Extract the first line through the line containing "corrupt persisted data" from the listing below, exactly as written.

**Exercise data**.
↓↓↓

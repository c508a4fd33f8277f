//! Best-effort session persistence
//!
//! Snapshots are plain JSON under the platform data directory. Loading is
//! defensive: anything malformed or inconsistent with the active workflow
//! definition falls back to a fresh initial state — corrupt persisted data
//! must never crash the session or block progress.

use std::fs;
use std::path::{Path, PathBuf};

use serde::{Deserialize, Serialize};
use stepflow_sdk::{ExecutionMode, LogEntry, Step, StepStatus, HISTORY_CAP};

use crate::definition::WorkflowDefinition;
use crate::error::PersistenceError;
use crate::registry::ProviderRegistry;
use crate::state::WorkflowState;

pub const SNAPSHOT_VERSION: u32 = 1;

/// The persisted record: live state minus nothing, plus a version tag.
///
/// `is_processing` is recorded for fidelity but always restores to false —
/// an in-flight provider call cannot survive a process restart.
#[derive(Debug, Clone, Serialize, Deserialize)]
pub struct SessionSnapshot {
    pub version: u32,
    pub steps: Vec<Step>,
    pub current_step_index: usize,
    pub selected_model: String,
    pub execution_mode: ExecutionMode,
    pub is_processing: bool,
    pub history: Vec<LogEntry>,
}

impl SessionSnapshot {
    pub fn capture(state: &WorkflowState) -> Self {
        Self {
            version: SNAPSHOT_VERSION,
            steps: state.steps.clone(),
            current_step_index: state.current_step_index,
            selected_model: state.selected_model.clone(),
            execution_mode: state.execution_mode,
            is_processing: state.is_processing,
            history: state.history.clone(),
        }
    }
}

/// Snapshot location under the platform data directory
pub fn default_snapshot_path() -> Option<PathBuf> {
    directories::ProjectDirs::from("", "", "stepflow")
        .map(|dirs| dirs.data_dir().join("session.json"))
}

pub fn save_snapshot(path: &Path, state: &WorkflowState) -> Result<(), PersistenceError> {
    if let Some(parent) = path.parent() {
        fs::create_dir_all(parent).map_err(|source| PersistenceError::Io {
            path: parent.to_path_buf(),
            source,
        })?;
    }
    let json = serde_json::to_string_pretty(&SessionSnapshot::capture(state))?;
    fs::write(path, json).map_err(|source| PersistenceError::Io {
        path: path.to_path_buf(),
        source,
    })
}

pub fn load_snapshot(path: &Path) -> Result<SessionSnapshot, PersistenceError> {
    let json = fs::read_to_string(path).map_err(|source| PersistenceError::Io {
        path: path.to_path_buf(),
        source,
    })?;
    Ok(serde_json::from_str(&json)?)
}

/// Validate a loaded snapshot against the active definition and registry,
/// and normalize it into live state.
///
/// A step persisted as `Running` restores as `Pending`: the attempt it was
/// part of is gone, and pending makes the step immediately re-runnable.
pub fn restore_state(
    snapshot: SessionSnapshot,
    definition: &WorkflowDefinition,
    registry: &ProviderRegistry,
) -> Result<WorkflowState, PersistenceError> {
    if snapshot.steps.len() != definition.steps.len() {
        return Err(PersistenceError::Invalid(format!(
            "saved session has {} steps but the workflow defines {}",
            snapshot.steps.len(),
            definition.steps.len()
        )));
    }
    for (saved, template) in snapshot.steps.iter().zip(&definition.steps) {
        if saved.id != template.id {
            return Err(PersistenceError::Invalid(format!(
                "saved step `{}` does not match workflow step `{}`",
                saved.id, template.id
            )));
        }
    }
    if snapshot.current_step_index > snapshot.steps.len() {
        return Err(PersistenceError::Invalid(format!(
            "saved step index {} is out of range",
            snapshot.current_step_index
        )));
    }
    if !registry.contains(&snapshot.selected_model) {
        return Err(PersistenceError::Invalid(format!(
            "saved model `{}` is not a registered provider",
            snapshot.selected_model
        )));
    }

    let mut steps = snapshot.steps;
    for step in &mut steps {
        if step.status == StepStatus::Running {
            step.status = StepStatus::Pending;
        }
    }
    let mut history = snapshot.history;
    if history.len() > HISTORY_CAP {
        let excess = history.len() - HISTORY_CAP;
        history.drain(..excess);
    }

    Ok(WorkflowState {
        steps,
        current_step_index: snapshot.current_step_index,
        selected_model: snapshot.selected_model,
        execution_mode: snapshot.execution_mode,
        is_processing: false,
        history,
    })
}

#[cfg(test)]
mod tests {
    use super::*;
    use std::sync::Arc;
    use stepflow_sdk::{async_trait, Provider, ProviderMetadata, ProviderResult, StepStatus};

    struct StubProvider;

    #[async_trait]
    impl Provider for StubProvider {
        fn metadata(&self) -> ProviderMetadata {
            ProviderMetadata {
                id: "stub".to_string(),
                name: "Stub".to_string(),
                description: String::new(),
                local: true,
            }
        }

        async fn generate(
            &self,
            _prompt: &str,
            _system_instruction: &str,
            _context: &str,
        ) -> ProviderResult<String> {
            Ok("stub".to_string())
        }
    }

    fn test_registry() -> ProviderRegistry {
        let mut registry = ProviderRegistry::new();
        registry.register(Arc::new(StubProvider));
        registry
    }

    fn test_definition() -> WorkflowDefinition {
        WorkflowDefinition::from_yaml(
            r#"
name: Test
steps:
  - id: a
    title: Step A
    prompt: p a
  - id: b
    title: Step B
    prompt: p b
        "#,
        )
        .unwrap()
    }

    fn advanced_state() -> WorkflowState {
        let definition = test_definition();
        let mut state = definition.initial_state("stub");
        state.steps[0].status = StepStatus::Completed;
        state.steps[0].result = Some("R0".to_string());
        state.steps[0].latency_ms = Some(800);
        state.steps[1].status = StepStatus::Paused;
        state.steps[1].result = Some("R1".to_string());
        state.current_step_index = 1;
        state
    }

    #[test]
    fn test_snapshot_round_trip_preserves_progress() {
        let dir = tempfile::tempdir().unwrap();
        let path = dir.path().join("session.json");
        let state = advanced_state();

        save_snapshot(&path, &state).unwrap();
        let snapshot = load_snapshot(&path).unwrap();
        let restored = restore_state(snapshot, &test_definition(), &test_registry()).unwrap();

        assert_eq!(restored.steps, state.steps);
        assert_eq!(restored.current_step_index, 1);
        assert_eq!(restored.selected_model, "stub");
    }

    #[test]
    fn test_save_creates_parent_directories() {
        let dir = tempfile::tempdir().unwrap();
        let path = dir.path().join("nested").join("deeper").join("session.json");
        save_snapshot(&path, &advanced_state()).unwrap();
        assert!(path.exists());
    }

    #[test]
    fn test_corrupt_json_is_a_recoverable_error() {
        let dir = tempfile::tempdir().unwrap();
        let path = dir.path().join("session.json");
        std::fs::write(&path, "{ not json").unwrap();

        let err = load_snapshot(&path).unwrap_err();
        assert!(matches!(err, PersistenceError::Serde(_)));
    }

    #[test]
    fn test_unknown_model_rejected_on_restore() {
        let mut state = advanced_state();
        state.selected_model = "retired-model".to_string();
        let snapshot = SessionSnapshot::capture(&state);

        let err = restore_state(snapshot, &test_definition(), &test_registry()).unwrap_err();
        assert!(matches!(err, PersistenceError::Invalid(msg) if msg.contains("retired-model")));
    }

    #[test]
    fn test_mismatched_steps_rejected_on_restore() {
        let state = advanced_state();
        let mut snapshot = SessionSnapshot::capture(&state);
        snapshot.steps[1].id = "renamed".to_string();

        let err = restore_state(snapshot, &test_definition(), &test_registry()).unwrap_err();
        assert!(matches!(err, PersistenceError::Invalid(_)));
    }

    #[test]
    fn test_out_of_range_index_rejected_on_restore() {
        let state = advanced_state();
        let mut snapshot = SessionSnapshot::capture(&state);
        snapshot.current_step_index = 99;

        let err = restore_state(snapshot, &test_definition(), &test_registry()).unwrap_err();
        assert!(matches!(err, PersistenceError::Invalid(_)));
    }

    #[test]
    fn test_interrupted_run_restores_as_pending_and_idle() {
        let mut state = advanced_state();
        state.steps[1].status = StepStatus::Running;
        state.is_processing = true;
        let snapshot = SessionSnapshot::capture(&state);

        let restored = restore_state(snapshot, &test_definition(), &test_registry()).unwrap();
        assert_eq!(restored.steps[1].status, StepStatus::Pending);
        assert!(!restored.is_processing);
    }
}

↑↑↑

**Task solution**.
repository c508a4fd33f8277f
//! Best-effort session persistence
//!
//! Snapshots are plain JSON under the platform data directory. Loading is
//! defensive: anything malformed or inconsistent with the active workflow
//! definition falls back to a fresh initial state — corrupt persisted data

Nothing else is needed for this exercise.